Start of The data

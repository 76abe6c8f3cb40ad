//! Branch and condition coverage instrumentation.
//!
//! This crate rewrites a package of Go-shaped source so that every
//! condition reports each of its evaluations to a small generated runtime,
//! which counts how often the condition was true and false, persists the
//! counts as JSON, and prints the coverage gaps when the test binary
//! exits.
//!
//! # Pipeline
//!
//! Each file runs through four passes over the trivia-preserving CST of
//! [`condcov_syntax`]:
//!
//! 1. **mark** — decide which expressions are conditions, keyed by node id.
//! 2. **prepare** — rewrite tagged switches and type switches into blocks
//!    whose case expressions are plain boolean conditions.
//! 3. **plan** — drain the marks in source order into substitution plans
//!    carrying the original position and normalized text.
//! 4. **replace** — wrap each planned expression in `condcovCover(k, e)`,
//!    assigning dense indices in source order.
//!
//! The [`driver`] ties the passes together per package and emits the
//! generated runtime files next to the instrumented sources.
//!
//! # Example
//!
//! ```no_run
//! use std::path::Path;
//!
//! use condcov_instrument::{instrument_package, Options};
//!
//! let summary = instrument_package(
//!     Path::new("./pkg"),
//!     Path::new("./pkg-instrumented"),
//!     &Options::default(),
//! )?;
//! println!("{} conditions", summary.conditions);
//! # Ok::<(), condcov_instrument::InstrumentError>(())
//! ```

pub mod constraints;
pub mod driver;
pub mod error;
pub mod table;

mod emitter;
mod factory;
mod mark;
mod plan;
mod prepare;
mod replace;
mod testmain;

pub use constraints::BuildEnv;
pub use driver::{instrument_package, Options, Summary};
pub use error::{InstrumentError, Result};
pub use table::{Condition, CoverageTable};
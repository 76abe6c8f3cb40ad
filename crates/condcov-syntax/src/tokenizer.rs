//! Tokenizer for Go-shaped source.
//!
//! Tokens carry their exact leading trivia (whitespace and comments), so a
//! token stream printed back in order reproduces the input byte-for-byte.
//! Comments are never tokens; build-constraint and directive comments ride
//! along as trivia and survive rewriting untouched.
//!
//! Automatic semicolon insertion follows the target language's rule: a
//! virtual `Semi` token (empty text) is synthesized at a newline when the
//! previous token can end a statement. Virtual semicolons print as nothing.
//!
//! `//line file:N` directives at the start of a line override the file and
//! line reported for subsequent tokens. The instrumenter uses this to
//! recognize generated code (positions pointing at non-`.go` inputs).

use thiserror::Error;

/// A 1-based source position (line and byte column).
#[derive(Debug, Clone, Copy, PartialEq, Eq, Default)]
pub struct Pos {
    pub line: u32,
    pub col: u32,
}

impl Pos {
    pub fn new(line: u32, col: u32) -> Self {
        Self { line, col }
    }
}

impl std::fmt::Display for Pos {
    fn fmt(&self, f: &mut std::fmt::Formatter<'_>) -> std::fmt::Result {
        write!(f, "{}:{}", self.line, self.col)
    }
}

/// Token kinds.
///
/// All compound assignment operators (`+=`, `&^=`, ...) share the
/// [`TokKind::OpAssign`] kind; the parser treats them uniformly and the
/// concrete spelling lives in the token text.
#[derive(Debug, Clone, Copy, PartialEq, Eq)]
pub enum TokKind {
    Ident,
    Int,
    Float,
    Rune,
    Str,
    RawStr,

    // Keywords
    Package,
    Import,
    Func,
    Return,
    Var,
    Const,
    Type,
    Struct,
    Interface,
    Map,
    Chan,
    If,
    Else,
    For,
    Range,
    Switch,
    Case,
    Default,
    Select,
    Break,
    Continue,
    Goto,
    Fallthrough,
    Go,
    Defer,

    // Operators and delimiters
    Plus,
    Minus,
    Star,
    Slash,
    Percent,
    Amp,
    Pipe,
    Caret,
    Shl,
    Shr,
    AmpCaret,
    AndAnd,
    OrOr,
    Not,
    EqEq,
    NotEq,
    Lt,
    Le,
    Gt,
    Ge,
    Assign,
    Define,
    OpAssign,
    Arrow,
    Inc,
    Dec,
    LParen,
    RParen,
    LBrack,
    RBrack,
    LBrace,
    RBrace,
    Comma,
    Semi,
    Colon,
    Dot,
    Ellipsis,

    Eof,
}

impl TokKind {
    /// True for kinds after which a newline inserts a semicolon.
    fn ends_statement(self) -> bool {
        matches!(
            self,
            TokKind::Ident
                | TokKind::Int
                | TokKind::Float
                | TokKind::Rune
                | TokKind::Str
                | TokKind::RawStr
                | TokKind::Break
                | TokKind::Continue
                | TokKind::Fallthrough
                | TokKind::Return
                | TokKind::Inc
                | TokKind::Dec
                | TokKind::RParen
                | TokKind::RBrack
                | TokKind::RBrace
        )
    }

    /// True for the comparison operators `== != < <= > >=`.
    pub fn is_comparison(self) -> bool {
        matches!(
            self,
            TokKind::EqEq
                | TokKind::NotEq
                | TokKind::Lt
                | TokKind::Le
                | TokKind::Gt
                | TokKind::Ge
        )
    }

    /// True for literal kinds.
    pub fn is_literal(self) -> bool {
        matches!(
            self,
            TokKind::Int | TokKind::Float | TokKind::Rune | TokKind::Str | TokKind::RawStr
        )
    }
}

/// A lexical token with its leading trivia.
///
/// `leading` holds the exact whitespace and comments between the previous
/// token and this one; printing `leading` then `text` for every token in
/// order reproduces the source. A virtual semicolon has empty `text`.
#[derive(Debug, Clone, PartialEq, Eq)]
pub struct Token {
    pub kind: TokKind,
    pub text: String,
    pub leading: String,
    pub pos: Pos,
    /// Overriding file from a `//line` directive, if one is in effect.
    pub file: Option<Box<str>>,
}

impl Token {
    /// A synthesized token with no trivia and a chosen position.
    pub fn synth(kind: TokKind, text: impl Into<String>, pos: Pos) -> Self {
        Self {
            kind,
            text: text.into(),
            leading: String::new(),
            pos,
            file: None,
        }
    }

    /// Replace the leading trivia, for synthesized tokens that need
    /// explicit spacing.
    pub fn with_leading(mut self, leading: impl Into<String>) -> Self {
        self.leading = leading.into();
        self
    }
}

/// Tokenizer errors, each carrying the offending position.
#[derive(Debug, Clone, PartialEq, Eq, Error)]
pub enum TokError {
    #[error("{pos}: unterminated string literal")]
    UnterminatedString { pos: Pos },
    #[error("{pos}: unterminated rune literal")]
    UnterminatedRune { pos: Pos },
    #[error("{pos}: unterminated comment")]
    UnterminatedComment { pos: Pos },
    #[error("{pos}: invalid character {ch:?}")]
    InvalidChar { pos: Pos, ch: char },
}

impl TokError {
    pub fn pos(&self) -> Pos {
        match self {
            TokError::UnterminatedString { pos }
            | TokError::UnterminatedRune { pos }
            | TokError::UnterminatedComment { pos }
            | TokError::InvalidChar { pos, .. } => *pos,
        }
    }
}

fn keyword_kind(ident: &str) -> Option<TokKind> {
    Some(match ident {
        "package" => TokKind::Package,
        "import" => TokKind::Import,
        "func" => TokKind::Func,
        "return" => TokKind::Return,
        "var" => TokKind::Var,
        "const" => TokKind::Const,
        "type" => TokKind::Type,
        "struct" => TokKind::Struct,
        "interface" => TokKind::Interface,
        "map" => TokKind::Map,
        "chan" => TokKind::Chan,
        "if" => TokKind::If,
        "else" => TokKind::Else,
        "for" => TokKind::For,
        "range" => TokKind::Range,
        "switch" => TokKind::Switch,
        "case" => TokKind::Case,
        "default" => TokKind::Default,
        "select" => TokKind::Select,
        "break" => TokKind::Break,
        "continue" => TokKind::Continue,
        "goto" => TokKind::Goto,
        "fallthrough" => TokKind::Fallthrough,
        "go" => TokKind::Go,
        "defer" => TokKind::Defer,
        _ => return None,
    })
}

/// Tokenizes a whole file.
pub fn tokenize(src: &str) -> Result<Vec<Token>, TokError> {
    Lexer::new(src).run()
}

struct Lexer<'a> {
    src: &'a str,
    bytes: &'a [u8],
    offset: usize,
    line: u32,
    col: u32,
    /// Trivia accumulated since the last token.
    pending: String,
    /// Kind of the last emitted significant token, for semicolon insertion.
    last_kind: Option<TokKind>,
    tokens: Vec<Token>,
    /// `//line` override: file and the line to report for the next source line.
    override_file: Option<String>,
    override_delta: i64,
}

End of The data

Your instructions ▸ Which lines in the records above contain the word "driver"? Return each of them.

Result of this task ▸
//! The [`driver`] ties the passes together per package and emits the
pub mod driver;
pub use driver::{instrument_package, Options, Summary};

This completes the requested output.